Obama’s poll numbers sink in Ohio

Ohioans dead even on Clinton, Christie for 2016.

This is the lowest rating Obama has received in the Buckeye state.

Although Obama just took office for his second term less than six months ago, pollsters are now turning their attention to the next presidential election in 2016.

Quinnipiac University found that if the election were held today, former Secretary of State Hillary Clinton and New Jersey Gov. Chris Christie are deadlocked at 42 points each, but Clinton would edge out Kentucky Sen. Rand Paul 47 percent to 44 percent. And Christie and Paul would both beat Vice President Joe Biden.

Clinton’s strength among women and her Democratic base allows her to counter Christie’s strength with men and his narrower margin among his GOP base, the poll found. Independent voters are divided with 41 percent for Christie and 38 percent for Clinton.
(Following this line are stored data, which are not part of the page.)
use async_trait::async_trait;

use crate::domain::GatewayError;

/// An interface for sending a prompt to an upstream model provider.
///
/// Implementors own the wire format of their provider and classify failures
/// into [`crate::domain::FailureKind`]s.
#[async_trait]
pub trait ChatClient: Send + Sync {
    /// Send a `system` preamble followed by a `user` prompt and return the
    /// assistant's raw response text.
    async fn complete(
        &self,
        system: &str,
        user: &str,
        max_tokens: u32,
    ) -> Result<String, GatewayError>;

    /// Model identifier, for logging.
    fn model(&self) -> &str;
}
Ohio was the key state for Obama in both of his presidential elections but his fortunes here have since turned, said Peter Brown, assistant director of the Quinnipiac University Polling Institute. “Since last December he has lost 10 points among Democrats and 17 points among independent voters. He has gone from a 20-point approval margin among women to a 9-point disapproval margin among female voters.”

The poll also asked Ohio voters about background checks for gun purchases and found 78 percent, including 70 percent of voters in households with guns, support such a law. Forty-five percent of voters say U.S. Sen. Rob Portman’s vote against background checks makes them think less favorably about Portman while 38 percent say it doesn’t make a difference. Meanwhile, 43 percent of voters say U.S. Sen. Sherrod Brown’s vote for background checks makes them view him more favorably and 40 percent say it makes no difference.
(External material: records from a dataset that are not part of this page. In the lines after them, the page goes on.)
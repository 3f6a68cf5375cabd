use tracing::debug;

use crate::domain::{
    format_reply, ExchangeId, FailureKind, GatewayResult, PendingExchange, Phase, RenderState,
    Turn,
};

/// First assistant turn shown before the user has said anything.
pub const GREETING: &str = "Great! I'll be here whenever you're ready to chat. Just let me know!";

/// Assistant turn committed when a completion call fails, whatever the cause.
pub const FALLBACK_MESSAGE: &str =
    "Sorry, I couldn't come up with a response just now. Please try again.";

/// Why a submission did not start an exchange.
#[derive(Debug, Clone, Copy, PartialEq, Eq)]
pub enum IgnoreReason {
    /// Nothing left after trimming.
    EmptyPrompt,
    /// An exchange is already in flight.
    Busy(Phase),
    /// Enter pressed together with Shift.
    ModifiedEnter,
}

/// A prompt the caller must hand to the completion gateway.
#[derive(Debug, Clone, PartialEq, Eq)]
pub struct OutboundPrompt {
    pub id: ExchangeId,
    pub prompt: String,
}

/// What the caller has to do after a gateway result was applied.
#[derive(Debug, Clone, PartialEq, Eq)]
pub enum ReplyAction {
    /// Start revealing this (already formatted) text.
    Reveal(String),
    /// The fallback turn was committed and the machine is idle again.
    Failed(FailureKind),
    /// Stale or unexpected result, nothing changed.
    Discarded,
}

/// Turn-taking state machine: `Idle → Thinking → Streaming → Idle`, or
/// `Thinking → Idle` when the gateway fails.
///
/// Holds the transcript, the input buffer and at most one
/// [`PendingExchange`]. It performs no I/O and owns no timer; the caller
/// forwards gateway results and reveal events to it. See
/// [`super::ChatSession`] for the async driver.
#[derive(Debug, Clone)]
pub struct Conversation {
    transcript: Vec<Turn>,
    pending: Option<PendingExchange>,
    input: String,
    last_exchange: ExchangeId,
}

impl Conversation {
    /// A conversation whose transcript starts with [`GREETING`].
    pub fn new() -> Self {
        Self::with_transcript(vec![Turn::assistant(GREETING)])
    }

    pub fn with_transcript(transcript: Vec<Turn>) -> Self {
        Self {
            transcript,
            pending: None,
            input: String::new(),
            last_exchange: ExchangeId::new(0),
        }
    }

    pub fn phase(&self) -> Phase {
        self.pending
            .as_ref()
            .map(PendingExchange::phase)
            .unwrap_or(Phase::Idle)
    }

    pub fn is_idle(&self) -> bool {
        self.phase() == Phase::Idle
    }

    pub fn transcript(&self) -> &[Turn] {
        &self.transcript
    }

    pub fn latest_turn(&self) -> Option<&Turn> {
        self.transcript.last()
    }

    pub fn pending(&self) -> Option<&PendingExchange> {
        self.pending.as_ref()
    }

    pub fn input(&self) -> &str {
        &self.input
    }

    /// Replace the input buffer. Ignored unless idle, like a disabled text box.
    pub fn set_input(&mut self, text: impl Into<String>) -> bool {
        if !self.is_idle() {
            return false;
        }
        self.input = text.into();
        true
    }

    /// Enter on the input field: submits the buffer unless Shift is held.
    pub fn press_enter(&mut self, shift: bool) -> Result<OutboundPrompt, IgnoreReason> {
        if shift {
            return Err(IgnoreReason::ModifiedEnter);
        }
        let text = self.input.clone();
        self.submit(&text)
    }

    /// Start an exchange for `text`.
    ///
    /// The user turn keeps `text` as typed; the returned prompt is trimmed.
    pub fn submit(&mut self, text: &str) -> Result<OutboundPrompt, IgnoreReason> {
        let phase = self.phase();
        if !phase.accepts_input() {
            debug!("Ignoring submit while {}", phase);
            return Err(IgnoreReason::Busy(phase));
        }

        let prompt = text.trim();
        if prompt.is_empty() {
            return Err(IgnoreReason::EmptyPrompt);
        }

        self.transcript.push(Turn::user(text));
        self.input.clear();

        let id = self.last_exchange.next();
        self.last_exchange = id;
        self.pending = Some(PendingExchange::thinking(id));
        debug!("Exchange {} thinking", id);

        Ok(OutboundPrompt {
            id,
            prompt: prompt.to_string(),
        })
    }

    /// Apply the gateway's answer for exchange `id`.
    pub fn on_gateway_result(&mut self, id: ExchangeId, result: GatewayResult) -> ReplyAction {
        let Some(pending) = self.pending.as_mut() else {
            debug!("Dropping result for {}: no exchange in flight", id);
            return ReplyAction::Discarded;
        };
        if pending.id() != id || pending.phase() != Phase::Thinking {
            debug!("Dropping stale result for {}", id);
            return ReplyAction::Discarded;
        }

        match result {
            Ok(raw) => {
                let formatted = format_reply(&raw);
                pending.start_streaming(formatted.clone());
                debug!(
                    "Exchange {} streaming {} chars",
                    id,
                    formatted.chars().count()
                );
                ReplyAction::Reveal(formatted)
            }
            Err(err) => {
                self.pending = None;
                self.transcript
                    .push(Turn::assistant(FALLBACK_MESSAGE));
                debug!("Exchange {} failed ({}), fallback committed", id, err.kind());
                ReplyAction::Failed(err.kind())
            }
        }
    }

    /// Record how many characters of the reply are visible.
    pub fn on_reveal_progress(&mut self, revealed: usize) {
        if let Some(pending) = self.pending.as_mut() {
            if pending.phase() == Phase::Streaming {
                pending.set_revealed(revealed);
            }
        }
    }

    /// Commit the fully revealed reply and return to idle.
    ///
    /// Returns the committed turn, or `None` if nothing was streaming.
    pub fn on_reveal_complete(&mut self) -> Option<&Turn> {
        if self.phase() != Phase::Streaming {
            return None;
        }
        let pending = self.pending.take()?;
        let text = pending.full_reply_text().unwrap_or_default().to_string();
        debug!("Exchange {} committed", pending.id());

        self.transcript.push(Turn::assistant(text));
        self.transcript.last()
    }

    /// Drop the in-flight exchange without committing anything.
    pub fn teardown(&mut self) {
        if let Some(pending) = self.pending.take() {
            debug!("Exchange {} dropped at teardown", pending.id());
        }
    }

    pub fn render(&self) -> RenderState {
        let phase = self.phase();
        RenderState {
            latest_turn: self.latest_turn().cloned(),
            thinking: phase == Phase::Thinking,
            streaming: phase == Phase::Streaming,
            revealed: self
                .pending
                .as_ref()
                .map(|p| p.revealed_text().to_string())
                .unwrap_or_default(),
            input: self.input.clone(),
            input_enabled: phase.accepts_input(),
            turn_count: self.transcript.len(),
        }
    }
}

impl Default for Conversation {
    fn default() -> Self {
        Self::new()
    }
}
And voters give both Portman, R-Ohio, and Brown, D-Ohio, favorable job approval ratings.

On another issue in Ohio, voters are split 46 percent to 47 percent on whether the state should expand its Medicaid program to cover more people as part of the federal health care overhaul. State lawmakers are currently debating the issue and Gov. John Kasich has been advocating in favor of it.

The poll surveyed 941 registered voters on cell phones and landlines between June 18 and June 23. It has a margin of error of plus or minus 3.2 percentage points.